*** Information ***
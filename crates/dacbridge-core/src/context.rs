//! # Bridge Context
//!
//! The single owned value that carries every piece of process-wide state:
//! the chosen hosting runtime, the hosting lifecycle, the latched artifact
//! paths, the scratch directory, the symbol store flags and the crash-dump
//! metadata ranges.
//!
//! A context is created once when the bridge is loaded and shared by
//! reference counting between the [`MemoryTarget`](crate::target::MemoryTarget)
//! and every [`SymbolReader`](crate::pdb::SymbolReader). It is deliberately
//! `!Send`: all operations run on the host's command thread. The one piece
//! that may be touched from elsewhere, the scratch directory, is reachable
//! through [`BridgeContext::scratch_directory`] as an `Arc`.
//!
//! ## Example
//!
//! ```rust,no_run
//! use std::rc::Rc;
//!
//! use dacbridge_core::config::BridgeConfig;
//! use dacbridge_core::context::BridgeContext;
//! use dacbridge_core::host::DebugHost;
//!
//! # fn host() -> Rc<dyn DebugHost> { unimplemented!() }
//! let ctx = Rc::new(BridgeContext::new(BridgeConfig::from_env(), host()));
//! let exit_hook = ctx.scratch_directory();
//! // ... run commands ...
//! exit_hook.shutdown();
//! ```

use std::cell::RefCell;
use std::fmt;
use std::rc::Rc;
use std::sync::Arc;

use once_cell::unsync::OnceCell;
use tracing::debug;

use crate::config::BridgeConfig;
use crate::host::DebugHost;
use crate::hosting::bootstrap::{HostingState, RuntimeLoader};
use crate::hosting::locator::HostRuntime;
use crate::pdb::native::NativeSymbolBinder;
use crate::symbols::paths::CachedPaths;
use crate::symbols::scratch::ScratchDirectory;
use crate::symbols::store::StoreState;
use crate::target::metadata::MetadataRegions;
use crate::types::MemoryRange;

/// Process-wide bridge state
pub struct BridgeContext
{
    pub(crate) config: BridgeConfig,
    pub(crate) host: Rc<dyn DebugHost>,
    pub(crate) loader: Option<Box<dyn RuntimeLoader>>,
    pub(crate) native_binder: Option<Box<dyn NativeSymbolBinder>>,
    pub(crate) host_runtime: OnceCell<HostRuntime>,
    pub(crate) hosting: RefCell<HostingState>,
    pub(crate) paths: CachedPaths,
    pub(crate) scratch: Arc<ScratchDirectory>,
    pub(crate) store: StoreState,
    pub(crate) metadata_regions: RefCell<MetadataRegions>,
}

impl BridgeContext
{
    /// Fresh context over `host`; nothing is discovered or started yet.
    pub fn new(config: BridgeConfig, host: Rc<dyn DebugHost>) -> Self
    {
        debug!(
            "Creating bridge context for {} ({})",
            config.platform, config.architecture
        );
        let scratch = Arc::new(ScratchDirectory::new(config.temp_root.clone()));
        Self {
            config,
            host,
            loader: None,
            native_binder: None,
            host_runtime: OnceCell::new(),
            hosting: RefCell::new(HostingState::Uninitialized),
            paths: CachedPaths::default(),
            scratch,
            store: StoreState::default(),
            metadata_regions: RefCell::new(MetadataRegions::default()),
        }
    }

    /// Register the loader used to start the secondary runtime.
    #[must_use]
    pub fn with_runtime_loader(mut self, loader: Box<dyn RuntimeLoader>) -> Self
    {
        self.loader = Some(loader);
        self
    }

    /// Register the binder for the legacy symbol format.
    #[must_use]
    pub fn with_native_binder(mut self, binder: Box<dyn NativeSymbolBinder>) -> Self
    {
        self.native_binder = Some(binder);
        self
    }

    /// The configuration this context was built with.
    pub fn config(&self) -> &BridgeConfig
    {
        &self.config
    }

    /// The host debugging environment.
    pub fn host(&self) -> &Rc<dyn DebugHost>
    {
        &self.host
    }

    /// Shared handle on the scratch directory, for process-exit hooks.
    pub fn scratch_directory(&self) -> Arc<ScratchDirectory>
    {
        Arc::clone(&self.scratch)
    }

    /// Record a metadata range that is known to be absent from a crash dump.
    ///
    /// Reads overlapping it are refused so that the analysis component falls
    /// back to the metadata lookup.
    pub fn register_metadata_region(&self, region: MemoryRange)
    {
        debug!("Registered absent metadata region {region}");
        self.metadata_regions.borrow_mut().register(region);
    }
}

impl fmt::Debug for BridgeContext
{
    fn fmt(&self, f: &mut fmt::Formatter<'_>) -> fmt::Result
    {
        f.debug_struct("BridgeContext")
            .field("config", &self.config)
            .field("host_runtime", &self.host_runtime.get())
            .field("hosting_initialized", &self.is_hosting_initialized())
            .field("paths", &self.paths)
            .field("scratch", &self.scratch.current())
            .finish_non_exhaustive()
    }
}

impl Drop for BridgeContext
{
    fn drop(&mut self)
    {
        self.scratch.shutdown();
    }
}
*** End of Information ***
Exercise brief:
Give the number of lines in the records where the word "target" shows up. Nothing else belongs in the reply.

Solution for this task:
2